The worst thing ever, is when you call for information or to set something up with someone, you get this, "for English press one, for Espanol press two", so of course most of us press one. Then the horror begins. "For this option press this number, for that option press that number, for this number press that number", okay, now say in all that mumble jumble you actually caught something that sounded like it was what you wanted. You then press that number, "Please listen carefully as our options have changed", nope not that much they haven't, not really because this is what u get, "For this option press this number, for that option press two, for this option press that number, for that number press four, for all other options press five", yea because you really want to listen to all the other options they have right, and finally, "To replay ALL options press 9". At this point, AAAAHHHHHHHHHHH!!!!!!!!!!!!, I want to tear all my hair out.
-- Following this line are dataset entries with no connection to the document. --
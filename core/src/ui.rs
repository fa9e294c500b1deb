//! Message templates and the sinks they are written to.

use std::io::{self, Stdout, Write};

use tracing::warn;

use crate::model::task::Task;
use crate::model::task_list::TaskList;

pub const SEPARATOR: &str = "____________________________________________________________";
pub const BOT_NAME: &str = "Todobot";

/// An output sink. Implementors only decide where a line goes; the wording of
/// every message is fixed here.
pub trait Ui {
    fn write_line(&mut self, line: &str);

    fn show_separator(&mut self) {
        self.write_line(SEPARATOR);
    }

    fn show_welcome(&mut self) {
        self.show_separator();
        self.write_line(&format!(" Hello! I'm {BOT_NAME}"));
        self.write_line(" What can I do for you?");
        self.show_separator();
    }

    fn show_bye(&mut self) {
        self.write_line(" Bye. Hope to see you again soon!");
    }

    fn show_error(&mut self, message: &str) {
        self.write_line(&format!(" OOPS!!! {message}"));
    }

    fn show_task_added(&mut self, task: &Task, task_count: usize) {
        self.write_line(" Got it. I've added this task:");
        self.write_line(&format!("   {task}"));
        self.write_line(&format!(" Now you have {task_count} tasks in the list."));
    }

    fn show_task_deleted(&mut self, task: &Task, task_count: usize) {
        self.write_line(" Noted. I've removed this task:");
        self.write_line(&format!("   {task}"));
        self.write_line(&format!(" Now you have {task_count} tasks in the list."));
    }

    fn show_task_marked(&mut self, task: &Task) {
        self.write_line(" Nice! I've marked this task as done:");
        self.write_line(&format!("   {task}"));
    }

    fn show_task_unmarked(&mut self, task: &Task) {
        self.write_line(" OK, I've marked this task as not done yet:");
        self.write_line(&format!("   {task}"));
    }

    fn show_task_list(&mut self, tasks: &TaskList) {
        self.write_line(" Here are the tasks in your list:");
        for (index, task) in tasks.iter().enumerate() {
            self.show_task_with_index(index + 1, task);
        }
    }

    fn show_matching_tasks_header(&mut self) {
        self.write_line(" Here are the matching tasks in your list:");
    }

    fn show_no_matching_tasks_found(&mut self) {
        self.write_line(" No matching tasks found.");
    }

    fn show_tasks_on_date_header(&mut self, formatted_date: &str) {
        self.write_line(&format!(" Here are the tasks on {formatted_date}:"));
    }

    fn show_no_tasks_found_on(&mut self, formatted_date: &str) {
        self.write_line(&format!(" No tasks found on {formatted_date}."));
    }

    fn show_task_with_index(&mut self, display_index: usize, task: &Task) {
        self.write_line(&format!(" {display_index}.{task}"));
    }
}

/// Writes each line straight through, for the console loop.
pub struct TextUi<W: Write> {
    out: W,
}

impl TextUi<Stdout> {
    pub fn stdout() -> Self {
        Self::new(io::stdout())
    }
}

impl<W: Write> TextUi<W> {
    pub fn new(out: W) -> Self {
        Self { out }
    }

    pub fn into_inner(self) -> W {
        self.out
    }
}

impl<W: Write> Ui for TextUi<W> {
    fn write_line(&mut self, line: &str) {
        if let Err(err) = writeln!(self.out, "{line}").and_then(|()| self.out.flush()) {
            warn!(error = %err, "failed to write output");
        }
    }
}

/// Collects one response as a single string, for request/response front ends.
#[derive(Debug, Default)]
pub struct BufferUi {
    out: String,
}

impl BufferUi {
    pub fn new() -> Self {
        Self::default()
    }

    /// Returns everything written so far and clears the buffer.
    pub fn take_output(&mut self) -> String {
        std::mem::take(&mut self.out)
    }
}

impl Ui for BufferUi {
    fn write_line(&mut self, line: &str) {
        if !self.out.is_empty() {
            self.out.push('\n');
        }
        self.out.push_str(line);
    }
}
Okay so say you find the option that you are looking for, if you haven't already hung up the phone at this point, and you press the number, "For this option press one, for that option press two, for this option press this number, for that option press that number, to replay ALL options press this number". I bet some of you want to pull out your hair right now don't you? I could do this until you fall asleep reading this blog, but I'll save you your hair.
The thing is, it doesn't matter where or who you call anymore these days, you always end up talking to the machine, or your talking to someone who has no idea what your talking about, how inconvenient that the only reason you are calling them is to get information or help with something. Now that you've totally confused the person on the other side of the phone, their not even the person you want to talk to, "I'm sorry sir/mam I have no idea what your talking about, let me transfer you to someone who further probably don't even now what your talking about, so they can transfer you once again AND put you on hold. By this point it's been about one hour now and you've already smoked a pack of cigarettes, and eaten a whole bottle of Aspirin, or any other pain medication, if you have morphine at this point you might want to take it.
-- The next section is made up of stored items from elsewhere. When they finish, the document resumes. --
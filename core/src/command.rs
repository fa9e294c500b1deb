use chrono::{NaiveDate, NaiveDateTime};
use tracing::debug;

use crate::error::{Result, TodoError};
use crate::input::EVENT_USAGE;
use crate::model::task::Task;
use crate::model::task_list::TaskList;
use crate::repository::TaskStore;
use crate::time::format_date_for_display;
use crate::ui::Ui;

/// One parsed input line. Indices are 0-based and unchecked.
#[derive(Debug, Clone, PartialEq, Eq)]
pub enum Command {
    Exit,
    List,
    Find { keyword: String },
    Todo { description: String },
    Deadline { description: String, by: NaiveDateTime },
    Event { description: String, from: NaiveDateTime, to: NaiveDateTime },
    On { date: NaiveDate },
    Mark { index: i64 },
    Unmark { index: i64 },
    Delete { index: i64 },
}

impl Command {
    /// Applies the command.
    ///
    /// Mutating commands change the list once and save once; queries never
    /// save. A bad index fails before anything is touched.
    pub fn execute<U, S>(&self, tasks: &mut TaskList, ui: &mut U, store: &S) -> Result<()>
    where
        U: Ui + ?Sized,
        S: TaskStore + ?Sized,
    {
        debug!(command = ?self, "executing");
        match self {
            Command::Exit => ui.show_bye(),
            Command::List => ui.show_task_list(tasks),
            Command::Find { keyword } => find(tasks, ui, keyword),
            Command::On { date } => on(tasks, ui, *date),
            Command::Todo { description } => add(tasks, ui, store, Task::todo(description.as_str())),
            Command::Deadline { description, by } => {
                add(tasks, ui, store, Task::deadline(description.as_str(), *by))
            }
            Command::Event {
                description,
                from,
                to,
            } => {
                let task = Task::event(description.as_str(), *from, *to).ok_or(
                    TodoError::InvalidRange {
                        message: "The /from date/time must not be after /to.",
                        usage: EVENT_USAGE,
                    },
                )?;
                add(tasks, ui, store, task)
            }
            Command::Mark { index } => {
                let task = tasks.get_mut_checked(*index)?;
                task.mark_as_done();
                let task = task.clone();
                store.save(tasks.as_slice());
                ui.show_task_marked(&task);
            }
            Command::Unmark { index } => {
                let task = tasks.get_mut_checked(*index)?;
                task.mark_as_not_done();
                let task = task.clone();
                store.save(tasks.as_slice());
                ui.show_task_unmarked(&task);
            }
            Command::Delete { index } => {
                let removed = tasks.remove_checked(*index)?;
                store.save(tasks.as_slice());
                ui.show_task_deleted(&removed, tasks.len());
            }
        }
        Ok(())
    }

    /// Only `bye` ends the session.
    pub fn is_exit(&self) -> bool {
        matches!(self, Command::Exit)
    }
}

fn add<U, S>(tasks: &mut TaskList, ui: &mut U, store: &S, task: Task)
where
    U: Ui + ?Sized,
    S: TaskStore + ?Sized,
{
    tasks.add(task.clone());
    store.save(tasks.as_slice());
    ui.show_task_added(&task, tasks.len());
}

fn find<U: Ui + ?Sized>(tasks: &TaskList, ui: &mut U, keyword: &str) {
    ui.show_matching_tasks_header();

    let mut found = false;
    for (index, task) in tasks.iter().enumerate() {
        if task.description_contains(keyword) {
            ui.show_task_with_index(index + 1, task);
            found = true;
        }
    }

    if !found {
        ui.show_no_matching_tasks_found();
    }
}

fn on<U: Ui + ?Sized>(tasks: &TaskList, ui: &mut U, date: NaiveDate) {
    let formatted = format_date_for_display(date);
    ui.show_tasks_on_date_header(&formatted);

    let mut found = false;
    for (index, task) in tasks.iter().enumerate() {
        if task.occurs_on(date) {
            ui.show_task_with_index(index + 1, task);
            found = true;
        }
    }

    if !found {
        ui.show_no_tasks_found_on(&formatted);
    }
}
Me, I don't smoke, and I don't have any morphine on hand sadly but true, ha ha just kidding, maybe. So I hang up as soon as I hear the, "For English press one". I then sit back and take a deep breath and maybe do some yoga because I know that the next hour and a half is going to be absolute................................pain. The best part of it all, is that for some reason, whatever the reason may be, when all the pain and suffering is done, you can't even understand the person on the other end of the phone.
And people wonder why some of us don't have hair.